**WHAT IS REQUIRED:** Write out exactly what each line says, starting with the first line below and ending on the one with "Current supported config version".

**RECORD EXCERPTS:**

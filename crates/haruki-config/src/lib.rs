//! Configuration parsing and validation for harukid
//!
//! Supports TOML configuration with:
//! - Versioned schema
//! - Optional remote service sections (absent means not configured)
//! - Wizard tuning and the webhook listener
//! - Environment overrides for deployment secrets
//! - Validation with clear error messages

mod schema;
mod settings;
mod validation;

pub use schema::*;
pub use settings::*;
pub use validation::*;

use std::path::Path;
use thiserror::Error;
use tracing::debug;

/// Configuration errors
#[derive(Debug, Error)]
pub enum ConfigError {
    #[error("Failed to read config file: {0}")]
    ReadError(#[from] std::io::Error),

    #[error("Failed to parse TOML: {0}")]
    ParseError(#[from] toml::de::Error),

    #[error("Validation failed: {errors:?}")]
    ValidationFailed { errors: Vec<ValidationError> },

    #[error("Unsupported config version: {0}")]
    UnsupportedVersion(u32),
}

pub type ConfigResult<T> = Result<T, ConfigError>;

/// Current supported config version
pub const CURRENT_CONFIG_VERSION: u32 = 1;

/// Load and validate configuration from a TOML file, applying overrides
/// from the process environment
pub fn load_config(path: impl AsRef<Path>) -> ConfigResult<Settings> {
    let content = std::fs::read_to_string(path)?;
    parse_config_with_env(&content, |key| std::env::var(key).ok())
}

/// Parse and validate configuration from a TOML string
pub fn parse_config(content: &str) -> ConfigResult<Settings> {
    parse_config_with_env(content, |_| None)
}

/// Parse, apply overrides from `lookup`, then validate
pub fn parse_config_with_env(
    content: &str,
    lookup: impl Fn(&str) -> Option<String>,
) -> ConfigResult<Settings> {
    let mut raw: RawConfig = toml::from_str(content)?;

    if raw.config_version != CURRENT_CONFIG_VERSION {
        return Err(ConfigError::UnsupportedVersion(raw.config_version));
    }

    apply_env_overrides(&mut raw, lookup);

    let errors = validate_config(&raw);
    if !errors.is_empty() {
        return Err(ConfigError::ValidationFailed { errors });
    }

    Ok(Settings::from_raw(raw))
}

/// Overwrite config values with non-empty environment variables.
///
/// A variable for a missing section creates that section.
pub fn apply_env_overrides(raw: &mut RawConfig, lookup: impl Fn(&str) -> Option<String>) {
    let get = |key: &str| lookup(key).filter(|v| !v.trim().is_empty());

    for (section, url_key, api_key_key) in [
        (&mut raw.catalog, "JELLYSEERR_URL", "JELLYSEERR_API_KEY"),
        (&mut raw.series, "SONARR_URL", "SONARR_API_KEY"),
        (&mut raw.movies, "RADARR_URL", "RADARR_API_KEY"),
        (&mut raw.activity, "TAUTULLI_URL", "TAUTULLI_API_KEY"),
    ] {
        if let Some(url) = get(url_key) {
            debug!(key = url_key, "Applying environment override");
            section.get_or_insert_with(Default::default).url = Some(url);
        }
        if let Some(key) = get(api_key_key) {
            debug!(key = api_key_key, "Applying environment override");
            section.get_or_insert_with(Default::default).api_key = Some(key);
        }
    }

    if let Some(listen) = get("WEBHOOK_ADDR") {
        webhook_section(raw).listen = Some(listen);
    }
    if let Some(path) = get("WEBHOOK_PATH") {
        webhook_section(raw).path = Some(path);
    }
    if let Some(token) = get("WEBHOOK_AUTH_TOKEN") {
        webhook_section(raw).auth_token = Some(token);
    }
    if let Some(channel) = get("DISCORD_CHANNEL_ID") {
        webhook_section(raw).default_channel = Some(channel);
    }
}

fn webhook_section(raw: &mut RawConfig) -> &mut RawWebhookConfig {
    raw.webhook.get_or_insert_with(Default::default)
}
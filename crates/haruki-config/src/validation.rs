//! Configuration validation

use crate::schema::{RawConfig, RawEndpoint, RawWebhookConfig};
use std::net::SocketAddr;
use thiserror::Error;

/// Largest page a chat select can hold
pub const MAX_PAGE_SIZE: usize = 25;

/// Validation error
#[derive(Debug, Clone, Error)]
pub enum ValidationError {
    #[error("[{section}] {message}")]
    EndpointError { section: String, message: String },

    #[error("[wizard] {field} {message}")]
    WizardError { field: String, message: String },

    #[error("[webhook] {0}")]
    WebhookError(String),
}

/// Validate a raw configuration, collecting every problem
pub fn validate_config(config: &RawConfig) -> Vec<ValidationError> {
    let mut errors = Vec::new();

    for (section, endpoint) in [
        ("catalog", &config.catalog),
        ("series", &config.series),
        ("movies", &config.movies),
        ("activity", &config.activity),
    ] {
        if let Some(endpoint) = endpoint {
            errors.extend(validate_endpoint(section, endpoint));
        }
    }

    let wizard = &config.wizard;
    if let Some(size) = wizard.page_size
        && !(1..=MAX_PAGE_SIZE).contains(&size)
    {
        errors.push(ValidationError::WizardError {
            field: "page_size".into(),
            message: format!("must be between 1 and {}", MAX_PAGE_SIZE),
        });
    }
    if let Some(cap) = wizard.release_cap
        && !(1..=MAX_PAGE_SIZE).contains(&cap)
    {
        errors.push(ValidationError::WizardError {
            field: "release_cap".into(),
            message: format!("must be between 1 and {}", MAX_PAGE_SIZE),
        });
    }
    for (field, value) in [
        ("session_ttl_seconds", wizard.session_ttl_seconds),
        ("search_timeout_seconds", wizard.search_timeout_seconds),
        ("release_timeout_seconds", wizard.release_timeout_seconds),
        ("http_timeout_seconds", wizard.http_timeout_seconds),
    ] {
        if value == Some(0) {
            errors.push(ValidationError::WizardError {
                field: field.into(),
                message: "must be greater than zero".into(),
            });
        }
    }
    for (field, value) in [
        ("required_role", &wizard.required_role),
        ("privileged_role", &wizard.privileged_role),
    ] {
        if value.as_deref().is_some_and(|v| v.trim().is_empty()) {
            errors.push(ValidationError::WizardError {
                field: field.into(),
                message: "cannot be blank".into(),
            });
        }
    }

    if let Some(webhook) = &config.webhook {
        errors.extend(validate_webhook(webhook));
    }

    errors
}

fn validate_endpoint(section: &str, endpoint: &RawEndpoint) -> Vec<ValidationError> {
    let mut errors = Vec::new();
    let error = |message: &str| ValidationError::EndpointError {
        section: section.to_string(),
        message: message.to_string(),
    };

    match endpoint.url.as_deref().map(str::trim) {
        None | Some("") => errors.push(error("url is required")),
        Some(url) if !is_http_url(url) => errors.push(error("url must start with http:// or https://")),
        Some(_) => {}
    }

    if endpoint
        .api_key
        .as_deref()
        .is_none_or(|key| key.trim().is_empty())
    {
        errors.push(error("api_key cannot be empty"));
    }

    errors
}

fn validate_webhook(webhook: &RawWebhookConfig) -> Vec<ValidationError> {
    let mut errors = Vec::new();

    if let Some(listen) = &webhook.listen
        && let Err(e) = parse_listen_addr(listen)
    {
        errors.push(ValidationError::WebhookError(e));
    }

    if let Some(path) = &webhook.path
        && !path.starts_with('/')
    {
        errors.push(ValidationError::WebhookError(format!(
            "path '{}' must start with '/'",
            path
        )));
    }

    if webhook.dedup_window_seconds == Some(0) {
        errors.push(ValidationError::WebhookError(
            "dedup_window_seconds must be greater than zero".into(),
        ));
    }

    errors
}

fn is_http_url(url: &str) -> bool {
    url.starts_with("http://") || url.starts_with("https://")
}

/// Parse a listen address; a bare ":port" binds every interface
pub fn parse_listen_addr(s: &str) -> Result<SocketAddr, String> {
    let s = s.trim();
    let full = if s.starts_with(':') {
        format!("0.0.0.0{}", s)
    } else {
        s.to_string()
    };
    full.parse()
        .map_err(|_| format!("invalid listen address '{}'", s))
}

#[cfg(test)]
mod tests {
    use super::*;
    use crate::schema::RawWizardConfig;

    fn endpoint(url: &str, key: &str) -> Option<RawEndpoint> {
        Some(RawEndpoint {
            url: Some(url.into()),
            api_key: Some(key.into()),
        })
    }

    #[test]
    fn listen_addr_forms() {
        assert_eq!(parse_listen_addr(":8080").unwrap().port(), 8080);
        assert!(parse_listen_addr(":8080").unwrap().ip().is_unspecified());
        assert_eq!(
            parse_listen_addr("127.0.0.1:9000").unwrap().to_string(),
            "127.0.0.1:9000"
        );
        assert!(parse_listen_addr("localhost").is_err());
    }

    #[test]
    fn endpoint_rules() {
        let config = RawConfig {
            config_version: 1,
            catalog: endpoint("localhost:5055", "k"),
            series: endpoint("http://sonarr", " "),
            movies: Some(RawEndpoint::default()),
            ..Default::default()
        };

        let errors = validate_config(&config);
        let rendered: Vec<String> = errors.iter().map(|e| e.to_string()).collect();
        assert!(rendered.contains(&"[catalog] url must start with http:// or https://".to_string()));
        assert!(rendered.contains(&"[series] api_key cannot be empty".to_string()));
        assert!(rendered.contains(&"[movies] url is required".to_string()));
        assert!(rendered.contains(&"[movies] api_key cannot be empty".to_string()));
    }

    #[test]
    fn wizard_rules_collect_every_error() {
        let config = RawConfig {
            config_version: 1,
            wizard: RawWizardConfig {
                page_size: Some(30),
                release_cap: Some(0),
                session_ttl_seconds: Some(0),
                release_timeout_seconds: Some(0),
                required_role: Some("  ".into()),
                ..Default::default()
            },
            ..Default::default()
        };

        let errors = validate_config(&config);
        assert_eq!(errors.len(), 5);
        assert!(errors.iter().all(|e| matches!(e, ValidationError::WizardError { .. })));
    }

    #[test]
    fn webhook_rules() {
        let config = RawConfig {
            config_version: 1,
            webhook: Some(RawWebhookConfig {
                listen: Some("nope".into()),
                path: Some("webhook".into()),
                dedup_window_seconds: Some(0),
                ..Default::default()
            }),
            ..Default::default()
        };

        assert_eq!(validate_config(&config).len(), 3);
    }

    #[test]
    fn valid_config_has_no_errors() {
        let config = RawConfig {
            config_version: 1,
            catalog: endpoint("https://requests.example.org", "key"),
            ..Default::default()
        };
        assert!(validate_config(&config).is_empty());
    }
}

**RESPONSE TO THIS TASK:**
filename crates/haruki-config/src/lib.rs
//! Configuration parsing and validation for harukid
//!
//! Supports TOML configuration with:
//! - Versioned schema
//! - Optional remote service sections (absent means not configured)
//! - Wizard tuning and the webhook listener
//! - Environment overrides for deployment secrets
//! - Validation with clear error messages

mod schema;
mod settings;
mod validation;

pub use schema::*;
pub use settings::*;
pub use validation::*;

use std::path::Path;
use thiserror::Error;
use tracing::debug;

/// Configuration errors
#[derive(Debug, Error)]
pub enum ConfigError {
    #[error("Failed to read config file: {0}")]
    ReadError(#[from] std::io::Error),

    #[error("Failed to parse TOML: {0}")]
    ParseError(#[from] toml::de::Error),

    #[error("Validation failed: {errors:?}")]
    ValidationFailed { errors: Vec<ValidationError> },

    #[error("Unsupported config version: {0}")]
    UnsupportedVersion(u32),
}

pub type ConfigResult<T> = Result<T, ConfigError>;

/// Current supported config version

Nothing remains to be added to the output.